Keeping Control of Cholesterol Naturopathically

Keeping Control of Cholesterol Naturopathically by Jeremiah Johnson for Ready Nutrition

The goal is not to eliminate cholesterol from your diet. The goal is to take in a healthy amount of it and maintain yourself so that the healthy level does not climb to a level that is excessive and harmful.

The cold weather months bring about sluggishness and not want to venture outside as often as you would during warmer times of the year. This can put a damper on your personal fitness program and to your health.

The problem (perhaps antithetically speaking) is not cholesterol. Believe it or not, cholesterol is very vital to your body. It is important for your hair and skin, and if you’re a man who lifts or exercises, it is vital…a precursor to testosterone, that crucial hormone so short in the “soy boy” population.

Too much of anything is not good, and the reason we’re highlighting cholesterol is that the majority of people (for one reason or another) do not lift or perform strenuous physical exercise. This article also will help those who are elderly, or on a fixed income, or on such a rigorous work schedule that they cannot find the time to exercise at all.

The problems arise with cholesterol when you are not exerting enough physical energy or metabolic activity to effectively eliminate it or convert it from your body. The cholesterol is an LDL (Low-Density Lipoprotein) that starts out as a “gluey” substance that adheres to the walls of your arteries. With time this substance hardens and forms arterial “plaques” that lead to high blood pressure, strokes, and heart attacks. A stroke is caused by a blood vessel in your brain being blocked, to put it simply. A heart attack is the result of the coronary arteries (the ones that supply the heart itself with blood, and therefore oxygen) being blocked.

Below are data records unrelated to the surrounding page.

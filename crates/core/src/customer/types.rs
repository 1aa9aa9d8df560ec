use chrono::{DateTime, NaiveDate, Utc};
use rust_decimal::Decimal;
use serde::{Deserialize, Serialize};
use uuid::Uuid;

/// A rental customer.
#[derive(Debug, Clone, PartialEq, Eq, Serialize, Deserialize)]
pub struct Customer {
    pub id: Uuid,
    /// Human-facing code, `CUST-` followed by six digits.
    pub customer_code: String,
    pub customer_type: String,
    #[serde(default)]
    pub company_name: Option<String>,
    pub contact_person: String,
    #[serde(default)]
    pub phone: Option<String>,
    #[serde(default)]
    pub email: Option<String>,
    #[serde(default)]
    pub address: Option<String>,
    #[serde(default)]
    pub city: Option<String>,
    #[serde(default)]
    pub notes: Option<String>,
    /// Amount the customer owes. Never negative.
    pub outstanding_balance: Decimal,
    /// Soft-delete flag.
    pub is_active: bool,
    #[serde(default)]
    pub created_by: Option<Uuid>,
    pub created_at: DateTime<Utc>,
    pub updated_at: DateTime<Utc>,
}

/// Direction of a balance adjustment.
#[derive(Debug, Clone, Copy, PartialEq, Eq, Serialize, Deserialize)]
#[serde(rename_all = "lowercase")]
pub enum BalanceOperation {
    Add,
    Subtract,
}

impl BalanceOperation {
    pub fn as_str(&self) -> &'static str {
        match self {
            Self::Add => "add",
            Self::Subtract => "subtract",
        }
    }
}

impl std::fmt::Display for BalanceOperation {
    fn fmt(&self, f: &mut std::fmt::Formatter<'_>) -> std::fmt::Result {
        f.write_str(self.as_str())
    }
}

impl std::str::FromStr for BalanceOperation {
    type Err = super::CustomerError;

    fn from_str(s: &str) -> Result<Self, Self::Err> {
        match s.trim().to_ascii_lowercase().as_str() {
            "add" => Ok(Self::Add),
            "subtract" => Ok(Self::Subtract),
            other => Err(super::CustomerError::UnknownBalanceOperation(
                other.to_string(),
            )),
        }
    }
}

/// Inventory item embedded in a rental order line.
#[derive(Debug, Clone, PartialEq, Eq, Serialize, Deserialize)]
pub struct InventoryItem {
    pub id: Uuid,
    pub name: String,
    #[serde(default)]
    pub sku: Option<String>,
}

/// A single line of a rental order.
#[derive(Debug, Clone, PartialEq, Eq, Serialize, Deserialize)]
pub struct RentalOrderItem {
    pub id: Uuid,
    pub inventory_item_id: Uuid,
    pub quantity: i32,
    #[serde(default)]
    pub daily_rate: Option<Decimal>,
    #[serde(default, rename = "inventory_items")]
    pub inventory_item: Option<InventoryItem>,
}

/// A rental order with its lines.
#[derive(Debug, Clone, PartialEq, Eq, Serialize, Deserialize)]
pub struct RentalOrder {
    pub id: Uuid,
    pub order_number: String,
    pub customer_id: Uuid,
    #[serde(default)]
    pub outlet_id: Option<Uuid>,
    pub status: String,
    #[serde(default)]
    pub start_date: Option<NaiveDate>,
    #[serde(default)]
    pub end_date: Option<NaiveDate>,
    #[serde(default)]
    pub total_amount: Decimal,
    pub created_at: DateTime<Utc>,
    #[serde(default, rename = "rental_order_items")]
    pub items: Vec<RentalOrderItem>,
}

/// An invoice issued to a customer.
#[derive(Debug, Clone, PartialEq, Eq, Serialize, Deserialize)]
pub struct Invoice {
    pub id: Uuid,
    pub invoice_number: String,
    pub customer_id: Uuid,
    #[serde(default)]
    pub order_id: Option<Uuid>,
    pub invoice_date: NaiveDate,
    #[serde(default)]
    pub due_date: Option<NaiveDate>,
    #[serde(default)]
    pub total_amount: Decimal,
    #[serde(default)]
    pub paid_amount: Decimal,
    pub status: String,
}

#[cfg(test)]
mod tests {
    use super::*;

    #[test]
    fn balance_operation_parses_case_insensitively() {
        assert_eq!("ADD".parse::<BalanceOperation>(), Ok(BalanceOperation::Add));
        assert_eq!(
            " subtract ".parse::<BalanceOperation>(),
            Ok(BalanceOperation::Subtract)
        );
        assert!("multiply".parse::<BalanceOperation>().is_err());
    }

    #[test]
    fn customer_row_accepts_numeric_balance() {
        let json = r#"{
            "id": "0d8f8d3e-5b7a-4c61-9f1e-2a3b4c5d6e7f",
            "customer_code": "CUST-123456",
            "customer_type": "business",
            "company_name": "Acme Events",
            "contact_person": "Rosa Diaz",
            "outstanding_balance": 125.5,
            "is_active": true,
            "created_at": "2024-03-01T10:00:00Z",
            "updated_at": "2024-03-01T10:00:00Z"
        }"#;

        let customer: Customer = serde_json::from_str(json).unwrap();

        assert_eq!(customer.outstanding_balance, Decimal::new(1255, 1));
        assert!(customer.phone.is_none());
        assert!(customer.created_by.is_none());
    }

    #[test]
    fn order_embeds_items_and_inventory() {
        let json = r#"{
            "id": "11111111-1111-4111-8111-111111111111",
            "order_number": "RO-0001",
            "customer_id": "22222222-2222-4222-8222-222222222222",
            "status": "active",
            "total_amount": "300.00",
            "created_at": "2024-03-02T08:30:00Z",
            "rental_order_items": [{
                "id": "33333333-3333-4333-8333-333333333333",
                "inventory_item_id": "44444444-4444-4444-8444-444444444444",
                "quantity": 2,
                "inventory_items": {
                    "id": "44444444-4444-4444-8444-444444444444",
                    "name": "Folding chair"
                }
            }]
        }"#;

        let order: RentalOrder = serde_json::from_str(json).unwrap();

        assert_eq!(order.items.len(), 1);
        assert_eq!(
            order.items[0].inventory_item.as_ref().map(|i| i.name.as_str()),
            Some("Folding chair")
        );
    }
}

There are a few herbs and foods for starters that you can supplement your diet with that will help you with cholesterol. Let’s cover a few of them.

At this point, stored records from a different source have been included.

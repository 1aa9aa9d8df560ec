use thiserror::Error;
use uuid::Uuid;

use rentdesk_core::auth::{CredentialError, IdentityError};
use rentdesk_core::customer::CustomerError;
use rentdesk_core::image::{ImageKeyError, ObjectStoreError};
use rentdesk_core::storage::RepositoryError;

/// Result type shared by every service.
pub type Result<T> = std::result::Result<T, ServiceError>;

/// Errors surfaced by the auth, customer and image services.
///
/// Backend errors are folded into these kinds through the `From` impls below
/// so callers match on one enum regardless of which collaborator failed.
#[derive(Debug, Error, Clone, PartialEq, Eq)]
pub enum ServiceError {
    #[error("authentication failed: {0}")]
    AuthFailed(String),

    #[error("no profile found for user {0}")]
    ProfileNotFound(Uuid),

    #[error("account is deactivated")]
    AccountDeactivated,

    #[error("not signed in")]
    NotAuthenticated,

    #[error("{entity_type} not found: {id}")]
    NotFound {
        entity_type: &'static str,
        id: String,
    },

    #[error("invalid input: {0}")]
    InvalidInput(String),

    #[error("backend error: {0}")]
    Backend(String),
}

impl ServiceError {
    pub fn not_found(entity_type: &'static str, id: impl ToString) -> Self {
        Self::NotFound {
            entity_type,
            id: id.to_string(),
        }
    }
}

impl From<IdentityError> for ServiceError {
    fn from(err: IdentityError) -> Self {
        match err {
            IdentityError::InvalidCredentials(message) => Self::AuthFailed(message),
            IdentityError::NoSession => Self::NotAuthenticated,
            IdentityError::Provider(message) => Self::Backend(message),
        }
    }
}

impl From<RepositoryError> for ServiceError {
    fn from(err: RepositoryError) -> Self {
        match err {
            RepositoryError::NotFound { entity_type, id } => Self::NotFound { entity_type, id },
            other => Self::Backend(other.to_string()),
        }
    }
}

impl From<ObjectStoreError> for ServiceError {
    fn from(err: ObjectStoreError) -> Self {
        match err {
            ObjectStoreError::NotFound { key } => Self::NotFound {
                entity_type: "Object",
                id: key,
            },
            other => Self::Backend(other.to_string()),
        }
    }
}

impl From<CredentialError> for ServiceError {
    fn from(err: CredentialError) -> Self {
        Self::InvalidInput(err.to_string())
    }
}

impl From<CustomerError> for ServiceError {
    fn from(err: CustomerError) -> Self {
        Self::InvalidInput(err.to_string())
    }
}

impl From<ImageKeyError> for ServiceError {
    fn from(err: ImageKeyError) -> Self {
        Self::InvalidInput(err.to_string())
    }
}

#[cfg(test)]
mod tests {
    use super::*;

    #[test]
    fn invalid_credentials_become_auth_failed() {
        let err: ServiceError =
            IdentityError::InvalidCredentials("Invalid login credentials".to_string()).into();
        assert_eq!(
            err,
            ServiceError::AuthFailed("Invalid login credentials".to_string())
        );
    }

    #[test]
    fn repository_not_found_keeps_entity_and_id() {
        let err: ServiceError = RepositoryError::NotFound {
            entity_type: "Customer",
            id: "42".to_string(),
        }
        .into();
        assert_eq!(err, ServiceError::not_found("Customer", 42));
    }

    #[test]
    fn other_repository_errors_are_backend_errors() {
        let err: ServiceError = RepositoryError::ConnectionFailed("refused".to_string()).into();
        assert_eq!(
            err,
            ServiceError::Backend("Connection failed: refused".to_string())
        );
    }

    #[test]
    fn missing_object_is_not_found() {
        let err: ServiceError = ObjectStoreError::NotFound {
            key: "inventory/x/1_a.png".to_string(),
        }
        .into();
        assert!(matches!(
            err,
            ServiceError::NotFound {
                entity_type: "Object",
                ..
            }
        ));
    }

    #[test]
    fn validation_errors_are_invalid_input() {
        let err: ServiceError = CustomerError::NegativeAmount.into();
        assert!(matches!(err, ServiceError::InvalidInput(_)));
    }
}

  1. Garlic. Yes, garlic. It actually reduces LDL’s and triglycerides. It also lowers the blood pressure and will help with the peripheral arteries of the legs (reducing leg cramps. Garlic is not expensive and is best consumed raw in the form of the cloves. I’ve written extensively on it, and you can peruse the articles in the archives to go into more detail. You can also buy it in pill or capsule form at your friendly neighborhood big-box store. One precaution is to stop taking it prior to surgery, as it thins the blood and reduces clotting ability.
  2. Cayenne Pepper. Oh yeah, ba-by!  The peppers contain a high amount of Vitamin C, and the capsaicin in it helps prevent blood clotting and the hardening of the arteries. Cayenne pepper also increases heartbeat strength and efficiency.  Those with digestive problems need to limit the amount they ingest. It is best taken with your food, as the food buffers the lining of your stomach. Don’t ever take it by itself.
  3. Black Pepper. Who doesn’t like black pepper? Well, certainly somebody. All the same, it increases blood circulation and helps with blood pressure. Although it doesn’t directly attack cholesterol, it affects the vessels and helps them to prevent cholesterol’s harmful effects. Also, taking it with Turmeric/curcumin potentiates the effects of piperine, an active ingredient of the pepper.
  4. Hawthorn. Comes from a berry. Hawthorn is an adaptogenic herb. Check this out. If you have high blood pressure, hawthorn will lower it. If you have low blood pressure, Hawthorn will raise it. It directly reduces the levels of unhealthy cholesterol in your system. Heart patients or those using heart medications check with your happy doctor prior to taking the hawthorn.
  5. Legumes. Yes, that’s beans!  The consumption of kidney beans, navy beans, pinto beans, and so forth directly reduces cholesterol levels. Just don’t mix them up with bacon or cook them with something that defeats the purpose!
  6. Oatmeal. The good old bowl of oatmeal in the morning will actually help you to lower your cholesterol.

So, we have started out with some basics, and now it is up to you to incorporate those basics into your routine. The best overall thing you can do (besides put down the fork) is to tailor-make a good, solid exercise program coupled with a healthy diet. Your goal is not to eliminate cholesterol from your diet. Your goal is to take in a healthy amount of it and maintain yourself so that the healthy level does not climb to a level that is excessive and harmful.  JJ out!